Roman foodie Apicius is believed to have uttered these words in the first century AD. Now, about 2,000 years later, scientists may prove him right.
MIT researchers have discovered a previously unknown part of the brain that lights up when we see food. This part, called the ventral food component, is located in the brain’s visual cortex, in an area known to play a role in identifying faces, sights and words.
The study published in the journal current biologyAnd the It involves using artificial intelligence (AI) technology to build a computer model of this part of the brain. Similar models are emerging across fields of research to simulate and study complex body systems. A computer model of the digestive system was recently used to determine it The best position for the body to take the pill.
“The research is still developing,” says study author Meenakshi Khosla, Ph.D. “There is a lot that needs to be done to understand whether this area is the same or different in different individuals, and how it is modified by experience or familiarity with different types of foods.”
Khosla says identifying these differences can provide insight into how people choose what to eat, or even help us learn about the causes of eating disorders.
Part of what makes this study unique is the researchers’ approach, called the “neutral hypothesis.” Instead of setting out to prove or disprove a fixed hypothesis, they simply began exploring the data to see what they could find.
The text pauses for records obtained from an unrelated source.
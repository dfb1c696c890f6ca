//! Cooperative cancellation shared by the worker pool and the retry loop

use std::sync::Arc;
use std::sync::atomic::{AtomicBool, Ordering};
use std::time::{Duration, Instant};

/// Granularity of cancellable sleeps.
const SLICE: Duration = Duration::from_millis(20);

/// Cloneable flag. Checked before a job is dispatched and around every
/// backoff sleep; an HTTP call already on the wire is never interrupted.
#[derive(Debug, Clone, Default)]
pub struct CancelToken {
    cancelled: Arc<AtomicBool>,
}

impl CancelToken {
    #[must_use]
    pub fn new() -> Self {
        Self::default()
    }

    pub fn cancel(&self) {
        self.cancelled.store(true, Ordering::SeqCst);
    }

    #[must_use]
    pub fn is_cancelled(&self) -> bool {
        self.cancelled.load(Ordering::SeqCst)
    }

    /// Sleep for `duration` unless cancelled first.
    /// Returns `false` if the token was cancelled before the time elapsed.
    pub fn sleep(&self, duration: Duration) -> bool {
        let deadline = Instant::now() + duration;
        loop {
            if self.is_cancelled() {
                return false;
            }
            let now = Instant::now();
            if now >= deadline {
                return true;
            }
            std::thread::sleep((deadline - now).min(SLICE));
        }
    }
}
//! Per-job results, validation outcomes, progress events, run summary

use schemars::JsonSchema;
use serde::{Deserialize, Serialize};

/// Status recorded when no HTTP response was obtained.
pub const ERR_STATUS: &str = "ERR";

/// Message recorded for a response that satisfied the declared contract.
pub const OK_MESSAGE: &str = "OK";

/// Outcome of one job. Created once, never mutated afterwards.
#[derive(Debug, Clone, PartialEq, Eq, Serialize, Deserialize, JsonSchema)]
pub struct TestResult {
    pub method: String,
    pub endpoint: String,
    /// Numeric HTTP status, or `"ERR"` when no response was obtained
    pub status: String,
    pub message: String,
    pub duration_ms: u64,
    /// Retries actually performed (attempts - 1)
    pub retry_count: u32,
    /// Request/attempt/response trace, only when running verbose
    #[serde(default, skip_serializing_if = "Option::is_none")]
    pub verbose_log: Option<String>,
}

impl TestResult {
    /// A result without a usable HTTP response.
    pub fn error(
        method: impl Into<String>,
        endpoint: impl Into<String>,
        message: impl Into<String>,
    ) -> Self {
        Self {
            method: method.into(),
            endpoint: endpoint.into(),
            status: ERR_STATUS.to_string(),
            message: message.into(),
            duration_ms: 0,
            retry_count: 0,
            verbose_log: None,
        }
    }

    #[must_use]
    pub fn is_error(&self) -> bool {
        self.status == ERR_STATUS
    }

    /// Numeric status that satisfied the declared contract.
    #[must_use]
    pub fn passed(&self) -> bool {
        !self.is_error() && self.message == OK_MESSAGE
    }

    #[must_use]
    pub fn status_code(&self) -> Option<u16> {
        self.status.parse().ok()
    }
}

/// Response check against the operation's declared responses.
#[derive(Debug, Clone, Default, PartialEq, Eq)]
pub struct ValidationResult {
    pub valid: bool,
    pub status_valid: bool,
    /// Normalized media type of the actual response
    pub content_type: Option<String>,
    /// Declared response key that matched (`"200"`, `"default"`)
    pub expected_status: Option<String>,
    pub schema_errors: Vec<String>,
}

impl ValidationResult {
    /// Nothing declared, nothing to check.
    #[must_use]
    pub fn unchecked(content_type: Option<String>) -> Self {
        Self {
            valid: true,
            status_valid: true,
            content_type,
            expected_status: None,
            schema_errors: Vec::new(),
        }
    }

    /// Text folded into `TestResult::message`.
    #[must_use]
    pub fn message(&self) -> String {
        if self.valid {
            OK_MESSAGE.to_string()
        } else {
            self.schema_errors.join("; ")
        }
    }
}

/// Emitted after each completed job. Best effort: may be dropped.
#[derive(Debug, Clone)]
pub struct ProgressEvent {
    pub completed: usize,
    pub total: usize,
    pub latest: TestResult,
}

/// Pass/fail/error counts for a run.
#[derive(Debug, Clone, Copy, Default, PartialEq, Eq, Serialize, Deserialize, JsonSchema)]
pub struct RunSummary {
    pub total: usize,
    pub passed: usize,
    /// Got a response, but it violated the contract or a retry limit
    pub failed: usize,
    /// No response at all
    pub errors: usize,
}

impl RunSummary {
    #[must_use]
    pub fn from_results(results: &[TestResult]) -> Self {
        results.iter().fold(
            Self {
                total: results.len(),
                ..Self::default()
            },
            |mut acc, r| {
                if r.is_error() {
                    acc.errors += 1;
                } else if r.passed() {
                    acc.passed += 1;
                } else {
                    acc.failed += 1;
                }
                acc
            },
        )
    }

    #[must_use]
    pub fn all_passed(&self) -> bool {
        self.passed == self.total
    }
}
The goal: to go beyond “personal hypotheses that scientists already thought were testing,” the paper says. So, they began sifting through a public database called the Natural Scenes Dataset, which is an inventory of brain scans from eight volunteers viewing 56,720 images.
As expected, the software analyzing the data set detected areas of the brain already known to result from images of faces, bodies, words and scenes. But to the researchers’ surprise, the analysis also revealed a previously unknown part of the brain that appeared to respond to images of food.
“Our first reaction was, ‘That’s nice and all, but it can’t be right,'” Khosla says.
To confirm their discovery, the researchers used the data to train a computer model of this part of the brain, a process that takes less than an hour. They then fed the model with more than 1.2 million new photos.
Sure enough, the model lit up in response to the food. Color didn’t matter – even black and white photos of food made it pop, though not as powerfully as color photos. And the model can tell the difference between food and things that look like food: a banana versus a crescent moon, or a blueberry pie versus a puppy with a muffin face.
From human data, researchers have found that some people respond slightly more to processed foods like pizza than to unprocessed foods like apples. They hope to explore how other things, such as liking or disliking a food, can influence a person’s response to that food.
This technology could open up other areas of research as well. Khosla hopes to use it to explore how the brain responds to social cues such as body language and facial expressions.
Currently, Khosla has already begun verifying the computer model in real people by scanning the brains of a new group of volunteers. “We collected empirical data on a few subjects recently and were able to localize this component,” she says.